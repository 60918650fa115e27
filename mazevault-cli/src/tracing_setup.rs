//! Tracing setup for the mazevault CLI
//!
//! Usage:
//!   mazevault --debug serve           # Debug logging to console
//!   RUST_LOG=mazevault=debug ...      # Fine-grained log control

use anyhow::{anyhow, Result};
use tracing_subscriber::EnvFilter;

/// Initialize console tracing.
///
/// `RUST_LOG` wins when set; otherwise `--debug` selects debug level and
/// the default is info.
pub fn init_tracing(debug: bool) -> Result<()> {
    let default_level = if debug { "debug" } else { "info" };
    let filter =
        EnvFilter::try_from_default_env().unwrap_or_else(|_| EnvFilter::new(default_level));

    tracing_subscriber::fmt()
        .with_env_filter(filter)
        .with_target(debug)
        .compact()
        .try_init()
        .map_err(|err| anyhow!(err))
}
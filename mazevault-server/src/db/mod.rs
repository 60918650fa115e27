//! Database layer - connection pool, migrations, and the maze repository
//!
//! # Design Principles
//!
//! - Connection pool - no Arc<Mutex<Connection>>
//! - Single-query operations; existence checks and reads go through the
//!   repository, never ad-hoc SQL in handlers
//! - No UNIQUE constraint on maze ids: duplicates are tolerated and reads
//!   take the first match

pub mod migrations;
pub mod pool;
pub mod repos;

pub use pool::{create_memory_pool, create_pool};
pub use repos::{DbError, MazeRecord, MazeRepo, MazeSummary};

## Task directions
Could you retype exactly the lines from the first one of the records through the line containing "filename mazevault-server/src/db/mod.rs", both included, and nothing more?

## Written answer
repository 60918650fa115e27
filename mazevault-cli/src/tracing_setup.rs
//! Tracing setup for the mazevault CLI
//!
//! Usage:
//!   mazevault --debug serve           # Debug logging to console
//!   RUST_LOG=mazevault=debug ...      # Fine-grained log control

use anyhow::{anyhow, Result};
use tracing_subscriber::EnvFilter;

/// Initialize console tracing.
///
/// `RUST_LOG` wins when set; otherwise `--debug` selects debug level and
/// the default is info.
pub fn init_tracing(debug: bool) -> Result<()> {
    let default_level = if debug { "debug" } else { "info" };
    let filter =
        EnvFilter::try_from_default_env().unwrap_or_else(|_| EnvFilter::new(default_level));

    tracing_subscriber::fmt()
        .with_env_filter(filter)
        .with_target(debug)
        .compact()
        .try_init()
        .map_err(|err| anyhow!(err))
}
filename mazevault-server/src/db/mod.rs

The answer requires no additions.